_Exercise prompt_. Out of the data below, copy every line with the string "bool".

== Provided data ==

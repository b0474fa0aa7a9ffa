// Copyright 2026 the Liftoff Authors
// SPDX-License-Identifier: Apache-2.0 OR MIT

//! Pixel formats and the `IN_FORMATS` plane table.
//!
//! Planes that support explicit modifiers publish an `IN_FORMATS` blob laid
//! out as `struct drm_format_modifier_blob`: a 24-byte header, an array of
//! fourcc codes, and an array of 24-byte modifier records. Each record covers
//! a window of 64 consecutive entries of the format array (starting at
//! `offset`) and sets bit `i` when format `offset + i` supports the modifier.

use alloc::vec::Vec;

/// Builds a DRM fourcc code from its four characters.
#[must_use]
pub const fn fourcc(code: [u8; 4]) -> u32 {
    u32::from_le_bytes(code)
}

/// `DRM_FORMAT_XRGB8888`.
pub const XRGB8888: u32 = fourcc(*b"XR24");
/// `DRM_FORMAT_ARGB8888`.
pub const ARGB8888: u32 = fourcc(*b"AR24");
/// `DRM_FORMAT_NV12`.
pub const NV12: u32 = fourcc(*b"NV12");

/// `DRM_FORMAT_MOD_LINEAR`.
pub const MOD_LINEAR: u64 = 0;
/// `DRM_FORMAT_MOD_INVALID`.
pub const MOD_INVALID: u64 = 0x00ff_ffff_ffff_ffff;

const HEADER_LEN: usize = 24;
const MODIFIER_RECORD_LEN: usize = 24;
const WINDOW: usize = 64;

/// One modifier record of the table.
#[derive(Clone, Copy, Debug, PartialEq, Eq, Hash)]
pub struct ModifierEntry {
    /// Bit `i` marks format `offset + i` as supported.
    pub formats: u64,
    /// First format index covered by `formats`.
    pub offset: u32,
    /// The modifier.
    pub modifier: u64,
}

/// Decoded `IN_FORMATS` table of a plane.
#[derive(Clone, Debug, Default, PartialEq, Eq)]
pub struct FormatModifierTable {
    formats: Vec<u32>,
    modifiers: Vec<ModifierEntry>,
}

impl FormatModifierTable {
    /// Decodes a kernel `drm_format_modifier_blob`.
    ///
    /// Returns `None` if the blob is truncated or its offsets point outside
    /// of it.
    #[must_use]
    pub fn from_blob(blob: &[u8]) -> Option<Self> {
        if blob.len() < HEADER_LEN {
            return None;
        }
        let count_formats = read_u32(blob, 8)? as usize;
        let formats_offset = read_u32(blob, 12)? as usize;
        let count_modifiers = read_u32(blob, 16)? as usize;
        let modifiers_offset = read_u32(blob, 20)? as usize;

        let mut formats = Vec::with_capacity(count_formats);
        for i in 0..count_formats {
            formats.push(read_u32(blob, formats_offset.checked_add(i * 4)?)?);
        }

        let mut modifiers = Vec::with_capacity(count_modifiers);
        for i in 0..count_modifiers {
            let at = modifiers_offset.checked_add(i * MODIFIER_RECORD_LEN)?;
            modifiers.push(ModifierEntry {
                formats: read_u64(blob, at)?,
                offset: read_u32(blob, at + 8)?,
                // 4 bytes of padding
                modifier: read_u64(blob, at + 16)?,
            });
        }

        Some(Self { formats, modifiers })
    }

    /// Builds a table from `(format, modifier)` pairs.
    #[must_use]
    pub fn from_pairs(pairs: impl IntoIterator<Item = (u32, u64)>) -> Self {
        let mut table = Self::default();
        for (format, modifier) in pairs {
            let idx = match table.formats.iter().position(|f| *f == format) {
                Some(idx) => idx,
                None => {
                    table.formats.push(format);
                    table.formats.len() - 1
                }
            };
            let window = idx / WINDOW * WINDOW;
            let offset = u32::try_from(window).unwrap_or(u32::MAX);
            let bit = 1_u64 << (idx - window);
            match table
                .modifiers
                .iter_mut()
                .find(|m| m.modifier == modifier && m.offset == offset)
            {
                Some(entry) => entry.formats |= bit,
                None => table.modifiers.push(ModifierEntry {
                    formats: bit,
                    offset,
                    modifier,
                }),
            }
        }
        table
    }

    /// Fourcc codes listed by the table.
    #[must_use]
    pub fn formats(&self) -> &[u32] {
        &self.formats
    }

    /// Modifier records.
    #[must_use]
    pub fn modifiers(&self) -> &[ModifierEntry] {
        &self.modifiers
    }

    /// Whether the plane can scan out `format` with `modifier`.
    #[must_use]
    pub fn supports(&self, format: u32, modifier: u64) -> bool {
        let Some(idx) = self.formats.iter().position(|f| *f == format) else {
            return false;
        };
        self.modifiers.iter().any(|entry| {
            let start = entry.offset as usize;
            entry.modifier == modifier
                && (start..start + WINDOW).contains(&idx)
                && entry.formats & (1 << (idx - start)) != 0
        })
    }
}

fn read_u32(blob: &[u8], at: usize) -> Option<u32> {
    let bytes = blob.get(at..at.checked_add(4)?)?;
    Some(u32::from_ne_bytes(bytes.try_into().ok()?))
}

fn read_u64(blob: &[u8], at: usize) -> Option<u64> {
    let bytes = blob.get(at..at.checked_add(8)?)?;
    Some(u64::from_ne_bytes(bytes.try_into().ok()?))
}
// Copyright 2026 the Liftoff Authors
// SPDX-License-Identifier: Apache-2.0 OR MIT

//! Tracing and diagnostics for plane allocation.
//!
//! This module provides a [`TraceSink`] trait with per-event methods that the
//! allocator calls as it works through an apply. All method bodies default to
//! no-ops, so implementing only the events you care about is fine.
//!
//! [`Tracer`] wraps an optional `&mut dyn TraceSink`. When the `trace` feature
//! is **off**, every `Tracer` method compiles to nothing (zero overhead). When
//! **on**, each method performs a single `Option` branch before dispatching.
//!
//! # Crate features
//!
//! - `trace` — enables the `Tracer` method bodies (one branch per call).

use core::fmt;

use crate::error::Errno;
use crate::layer::LayerId;
use crate::output::OutputId;
use crate::plane::Incompatibility;
use crate::time::{Duration, HostTime};

// ---------------------------------------------------------------------------
// Enums
// ---------------------------------------------------------------------------

/// Importance of a free-form log message.
#[derive(Clone, Copy, Debug, PartialEq, Eq, PartialOrd, Ord, Hash)]
pub enum Severity {
    /// Something failed that the caller will likely see as an error.
    Error,
    /// Allocation details.
    Debug,
}

/// Why a layer needs a new plane allocation.
#[derive(Clone, Copy, Debug, PartialEq, Eq, Hash)]
pub enum ReallocCause {
    /// A property was added or removed, or forced composition toggled.
    Structural,
    /// `FB_ID` switched between zero and non-zero.
    FbToggled,
    /// The new framebuffer has a different size, format or modifier.
    FbLayout,
    /// `alpha` moved to or from fully opaque or fully transparent.
    Alpha,
    /// The layer started or stopped overlapping another layer.
    Intersection,
    /// Another property changed value.
    Property,
}

/// What prevented reusing the previous allocation.
#[derive(Clone, Copy, Debug, PartialEq, Eq, Hash)]
pub enum ReuseBlocker {
    /// A layer was created or destroyed since the last apply.
    LayersChanged,
    /// A layer changed in a way that can affect plane compatibility.
    LayerNeedsRealloc {
        /// The layer.
        layer: LayerId,
        /// What changed.
        cause: ReallocCause,
    },
    /// Layer priorities changed order.
    OrderChanged,
}

/// Result of the reuse fast path.
#[derive(Clone, Copy, Debug, PartialEq, Eq, Hash)]
pub enum ReuseOutcome {
    /// Reuse was not attempted.
    Skipped(ReuseBlocker),
    /// The previous allocation passed its test commit.
    Accepted,
    /// The previous allocation failed its test commit.
    Rejected(Errno),
}

/// Stacking rule that ruled a layer out of a plane before any staging.
#[derive(Clone, Copy, Debug, PartialEq, Eq, Hash)]
pub enum Rejection {
    /// An already placed, intersecting layer with lower `zpos` sits on a
    /// plane above this one.
    LayerZposAbove,
    /// This plane is not below the planes already holding intersecting
    /// layers.
    PlaneZposBelow,
    /// The layer belongs over the primary plane's layer but this plane is
    /// stacked under the primary plane.
    UnderPrimary,
    /// An unplaced, intersecting layer with higher `zpos` will be composited
    /// on top.
    CompositedLayerOver,
    /// The composition layer may only use the primary plane.
    CompositionOnOverlay,
}

/// Outcome of trying one layer on one plane.
#[derive(Clone, Copy, Debug, PartialEq, Eq, Hash)]
pub enum CandidateVerdict {
    /// The test commit succeeded; the search goes one plane deeper.
    Accepted,
    /// A stacking rule excluded the pairing.
    Rejected(Rejection),
    /// The plane cannot show the layer.
    Incompatible(Incompatibility),
}

// ---------------------------------------------------------------------------
// Event structs
// ---------------------------------------------------------------------------

/// Emitted when an apply starts.
#[derive(Clone, Copy, Debug)]
pub struct ApplyBeginEvent {
    /// Output being allocated.
    pub output: OutputId,
    /// Its CRTC.
    pub crtc_id: u32,
    /// Number of layers on the output.
    pub layers: usize,
    /// Host time at the start of the apply.
    pub timestamp: HostTime,
}

/// Emitted once the reuse fast path has been decided.
#[derive(Clone, Copy, Debug)]
pub struct ReuseEvent {
    /// Output being allocated.
    pub output: OutputId,
    /// What happened.
    pub outcome: ReuseOutcome,
}

/// Emitted for every layer considered for a plane during the search.
#[derive(Clone, Copy, Debug)]
pub struct CandidateEvent {
    /// Index of the plane in device order (search depth).
    pub depth: usize,
    /// Plane object id.
    pub plane_id: u32,
    /// Candidate layer.
    pub layer: LayerId,
    /// Outcome.
    pub verdict: CandidateVerdict,
}

/// Emitted when the search finds a better allocation.
#[derive(Clone, Copy, Debug)]
pub struct BestAllocationEvent {
    /// Planes visited on this path.
    pub depth: usize,
    /// Number of non-composition layers placed.
    pub score: usize,
}

/// Emitted when the search budget runs out on a plane.
#[derive(Clone, Copy, Debug)]
pub struct DeadlineEvent {
    /// Plane whose remaining candidates were skipped.
    pub plane_id: u32,
    /// Time spent searching so far.
    pub elapsed: Duration,
}

/// Emitted when a layer's priority is promoted at the end of a period.
#[derive(Clone, Copy, Debug)]
pub struct PriorityChangeEvent {
    /// The layer.
    pub layer: LayerId,
    /// Previous priority.
    pub old: u32,
    /// New priority.
    pub new: u32,
}

/// Emitted for each plane↔layer link established by a full search.
#[derive(Clone, Copy, Debug)]
pub struct AssignmentEvent {
    /// Output being allocated.
    pub output: OutputId,
    /// Plane object id.
    pub plane_id: u32,
    /// Layer placed on it.
    pub layer: LayerId,
}

/// Emitted when an apply finishes successfully.
#[derive(Clone, Copy, Debug)]
pub struct ApplyEndEvent {
    /// Output being allocated.
    pub output: OutputId,
    /// The previous allocation was reused.
    pub reused: bool,
    /// Score of the chosen allocation, `None` if the search found no valid
    /// allocation (or was not run).
    pub score: Option<usize>,
    /// Test commits issued by this apply.
    pub test_commits: u32,
    /// Time spent in the apply.
    pub elapsed: Duration,
    /// Host time at the end of the apply.
    pub timestamp: HostTime,
}

// ---------------------------------------------------------------------------
// TraceSink trait
// ---------------------------------------------------------------------------

/// Receives trace events from the allocator.
///
/// All methods have default no-op implementations, so you only need to
/// override the events you care about.
pub trait TraceSink {
    /// Called when an apply starts.
    fn on_apply_begin(&mut self, e: &ApplyBeginEvent) {
        _ = e;
    }

    /// Called once the reuse fast path has been decided.
    fn on_reuse(&mut self, e: &ReuseEvent) {
        _ = e;
    }

    /// Called for every layer considered for a plane.
    fn on_candidate(&mut self, e: &CandidateEvent) {
        _ = e;
    }

    /// Called when the search improves on its best allocation.
    fn on_best_allocation(&mut self, e: &BestAllocationEvent) {
        _ = e;
    }

    /// Called when the search budget runs out.
    fn on_deadline(&mut self, e: &DeadlineEvent) {
        _ = e;
    }

    /// Called when a layer's priority changes.
    fn on_priority_change(&mut self, e: &PriorityChangeEvent) {
        _ = e;
    }

    /// Called for each link established by a full search.
    fn on_assignment(&mut self, e: &AssignmentEvent) {
        _ = e;
    }

    /// Called when an apply finishes successfully.
    fn on_apply_end(&mut self, e: &ApplyEndEvent) {
        _ = e;
    }

    /// Called with free-form diagnostics.
    fn on_log(&mut self, severity: Severity, message: fmt::Arguments<'_>) {
        _ = (severity, message);
    }
}

// ---------------------------------------------------------------------------
// NoopSink
// ---------------------------------------------------------------------------

/// A [`TraceSink`] that discards all events.
#[derive(Clone, Copy, Debug, Default)]
pub struct NoopSink;

impl TraceSink for NoopSink {}

// ---------------------------------------------------------------------------
// Tracer wrapper
// ---------------------------------------------------------------------------

/// Thin wrapper around an optional [`TraceSink`].
///
/// When the `trace` feature is **off**, every method compiles to nothing. When
/// **on**, each method checks the inner `Option` (one branch) before
/// dispatching to the sink.
pub struct Tracer<'a> {
    #[cfg(feature = "trace")]
    sink: Option<&'a mut dyn TraceSink>,
    #[cfg(not(feature = "trace"))]
    _marker: core::marker::PhantomData<&'a mut dyn TraceSink>,
}

impl fmt::Debug for Tracer<'_> {
    fn fmt(&self, f: &mut fmt::Formatter<'_>) -> fmt::Result {
        f.debug_struct("Tracer").finish_non_exhaustive()
    }
}

macro_rules! dispatch {
    ($self:ident, $method:ident, $e:ident) => {{
        #[cfg(feature = "trace")]
        if let Some(s) = &mut $self.sink {
            s.$method($e);
        }
        #[cfg(not(feature = "trace"))]
        {
            _ = $e;
        }
    }};
}

impl<'a> Tracer<'a> {
    /// Creates a tracer that dispatches to the given sink.
    #[inline]
    #[must_use]
    pub fn new(sink: &'a mut dyn TraceSink) -> Self {
        #[cfg(feature = "trace")]
        {
            Self { sink: Some(sink) }
        }
        #[cfg(not(feature = "trace"))]
        {
            _ = sink;
            Self {
                _marker: core::marker::PhantomData,
            }
        }
    }

    /// Creates a tracer that discards all events.
    #[inline]
    #[must_use]
    pub fn none() -> Self {
        #[cfg(feature = "trace")]
        {
            Self { sink: None }
        }
        #[cfg(not(feature = "trace"))]
        {
            Self {
                _marker: core::marker::PhantomData,
            }
        }
    }

    /// Emits an [`ApplyBeginEvent`].
    #[inline]
    pub fn apply_begin(&mut self, e: &ApplyBeginEvent) {
        dispatch!(self, on_apply_begin, e);
    }

    /// Emits a [`ReuseEvent`].
    #[inline]
    pub fn reuse(&mut self, e: &ReuseEvent) {
        dispatch!(self, on_reuse, e);
    }

    /// Emits a [`CandidateEvent`].
    #[inline]
    pub fn candidate(&mut self, e: &CandidateEvent) {
        dispatch!(self, on_candidate, e);
    }

    /// Emits a [`BestAllocationEvent`].
    #[inline]
    pub fn best_allocation(&mut self, e: &BestAllocationEvent) {
        dispatch!(self, on_best_allocation, e);
    }

    /// Emits a [`DeadlineEvent`].
    #[inline]
    pub fn deadline(&mut self, e: &DeadlineEvent) {
        dispatch!(self, on_deadline, e);
    }

    /// Emits a [`PriorityChangeEvent`].
    #[inline]
    pub fn priority_change(&mut self, e: &PriorityChangeEvent) {
        dispatch!(self, on_priority_change, e);
    }

    /// Emits an [`AssignmentEvent`].
    #[inline]
    pub fn assignment(&mut self, e: &AssignmentEvent) {
        dispatch!(self, on_assignment, e);
    }

    /// Emits an [`ApplyEndEvent`].
    #[inline]
    pub fn apply_end(&mut self, e: &ApplyEndEvent) {
        dispatch!(self, on_apply_end, e);
    }

    /// Emits a free-form message.
    #[inline]
    pub fn log(&mut self, severity: Severity, message: fmt::Arguments<'_>) {
        #[cfg(feature = "trace")]
        if let Some(s) = &mut self.sink {
            s.on_log(severity, message);
        }
        #[cfg(not(feature = "trace"))]
        {
            _ = (severity, message);
        }
    }
}

// ---------------------------------------------------------------------------
// Tests
// ---------------------------------------------------------------------------
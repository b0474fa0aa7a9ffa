// Copyright 2026 the Liftoff Authors
// SPDX-License-Identifier: Apache-2.0 OR MIT

//! Kernel error codes and the crate error type.

use core::fmt;

/// A positive Linux `errno` value reported through the [`Kms`](crate::kms::Kms)
/// seam.
#[derive(Clone, Copy, PartialEq, Eq, Hash)]
pub struct Errno(pub i32);

impl Errno {
    /// No such file or directory.
    pub const ENOENT: Self = Self(2);
    /// Interrupted system call.
    pub const EINTR: Self = Self(4);
    /// Resource temporarily unavailable.
    pub const EAGAIN: Self = Self(11);
    /// Out of memory.
    pub const ENOMEM: Self = Self(12);
    /// Device or resource busy.
    pub const EBUSY: Self = Self(16);
    /// File exists.
    pub const EEXIST: Self = Self(17);
    /// Invalid argument.
    pub const EINVAL: Self = Self(22);
    /// No space left on device.
    pub const ENOSPC: Self = Self(28);
    /// Numerical result out of range.
    pub const ERANGE: Self = Self(34);

    /// Returns the raw error number.
    #[inline]
    #[must_use]
    pub const fn raw(self) -> i32 {
        self.0
    }

    /// Whether a test commit failing with this code only means "this
    /// combination of planes and layers is not supported".
    #[inline]
    #[must_use]
    pub const fn is_incompatibility(self) -> bool {
        self.0 == Self::EINVAL.0 || self.0 == Self::ERANGE.0 || self.0 == Self::ENOSPC.0
    }

    /// Whether the call was interrupted and may simply be issued again.
    #[inline]
    #[must_use]
    pub const fn is_transient(self) -> bool {
        self.0 == Self::EINTR.0 || self.0 == Self::EAGAIN.0
    }

    const fn name(self) -> Option<&'static str> {
        Some(match self.0 {
            2 => "ENOENT",
            4 => "EINTR",
            11 => "EAGAIN",
            12 => "ENOMEM",
            16 => "EBUSY",
            17 => "EEXIST",
            22 => "EINVAL",
            28 => "ENOSPC",
            34 => "ERANGE",
            _ => return None,
        })
    }
}

impl fmt::Debug for Errno {
    fn fmt(&self, f: &mut fmt::Formatter<'_>) -> fmt::Result {
        match self.name() {
            Some(name) => write!(f, "Errno({name})"),
            None => write!(f, "Errno({})", self.0),
        }
    }
}

impl fmt::Display for Errno {
    fn fmt(&self, f: &mut fmt::Formatter<'_>) -> fmt::Result {
        match self.name() {
            Some(name) => write!(f, "{name} ({})", self.0),
            None => write!(f, "errno {}", self.0),
        }
    }
}

/// Errors reported by [`Device`](crate::device::Device) operations.
///
/// Plane/layer incompatibilities discovered during allocation are never
/// reported here; they only prune the search.
#[derive(Clone, Debug, PartialEq, Eq)]
pub enum Error {
    /// The kernel failed in a way that is not a plain incompatibility.
    Kernel(Errno),
    /// The property is managed by the device and cannot be set on a layer.
    ReservedProperty(&'static str),
    /// The device has no CRTC with this object id.
    UnknownCrtc(u32),
    /// The plane was already registered.
    DuplicatePlane(u32),
    /// The plane does not expose a `type` property.
    MissingPlaneType(u32),
    /// The plane lacks a property that is required to drive it.
    MissingPlaneProperty {
        /// Plane object id.
        plane: u32,
        /// Name of the missing property.
        property: &'static str,
    },
    /// The layer belongs to a different output.
    ForeignLayer,
}

impl fmt::Display for Error {
    fn fmt(&self, f: &mut fmt::Formatter<'_>) -> fmt::Result {
        match self {
            Self::Kernel(errno) => write!(f, "kernel request failed: {errno}"),
            Self::ReservedProperty(name) => {
                write!(f, "property {name:?} is managed by the device")
            }
            Self::UnknownCrtc(id) => write!(f, "no CRTC with object id {id}"),
            Self::DuplicatePlane(id) => write!(f, "plane {id} is already registered"),
            Self::MissingPlaneType(id) => write!(f, "plane {id} has no type property"),
            Self::MissingPlaneProperty { plane, property } => {
                write!(f, "plane {plane} has no {property:?} property")
            }
            Self::ForeignLayer => write!(f, "layer belongs to another output"),
        }
    }
}

impl core::error::Error for Error {}

impl From<Errno> for Error {
    fn from(errno: Errno) -> Self {
        Self::Kernel(errno)
    }
}

#[cfg(test)]
mod tests {
    use super::*;
    use alloc::string::ToString;

    #[test]
    fn soft_and_transient_sets() {
        for soft in [Errno::EINVAL, Errno::ERANGE, Errno::ENOSPC] {
            assert!(soft.is_incompatibility(), "{soft:?} should be soft");
        }
        assert!(!Errno::EBUSY.is_incompatibility(), "EBUSY is a hard error");
        assert!(Errno::EINTR.is_transient(), "EINTR is retried");
        assert!(Errno::EAGAIN.is_transient(), "EAGAIN is retried");
        assert!(!Errno::EINVAL.is_transient(), "EINVAL is not retried");
    }

    #[test]
    fn errno_formatting() {
        assert_eq!(Errno::ENOSPC.to_string(), "ENOSPC (28)");
        assert_eq!(Errno(95).to_string(), "errno 95");
        assert_eq!(
            Error::from(Errno::EBUSY).to_string(),
            "kernel request failed: EBUSY (16)"
        );
    }
}
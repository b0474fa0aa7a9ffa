// Copyright 2026 the Liftoff Authors
// SPDX-License-Identifier: Apache-2.0 OR MIT

//! Recording, pretty-printing, and Chrome trace export for liftoff
//! diagnostics.
//!
//! This crate provides [`TraceSink`](liftoff_core::trace::TraceSink)
//! implementations for development and post-mortem analysis:
//!
//! - [`pretty::PrettyPrintSink`]: human-readable one-line-per-event output.
//! - [`recorder::RecorderSink`]: in-memory recording of every event.
//! - [`chrome::export`]: writes Chrome Trace Event Format JSON from a
//!   recording.

pub mod chrome;
pub mod pretty;
pub mod recorder;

===

_Response_.
    pub fn supports(&self, format: u32, modifier: u64) -> bool {
    pub reused: bool,
    pub const fn is_incompatibility(self) -> bool {
    pub const fn is_transient(self) -> bool {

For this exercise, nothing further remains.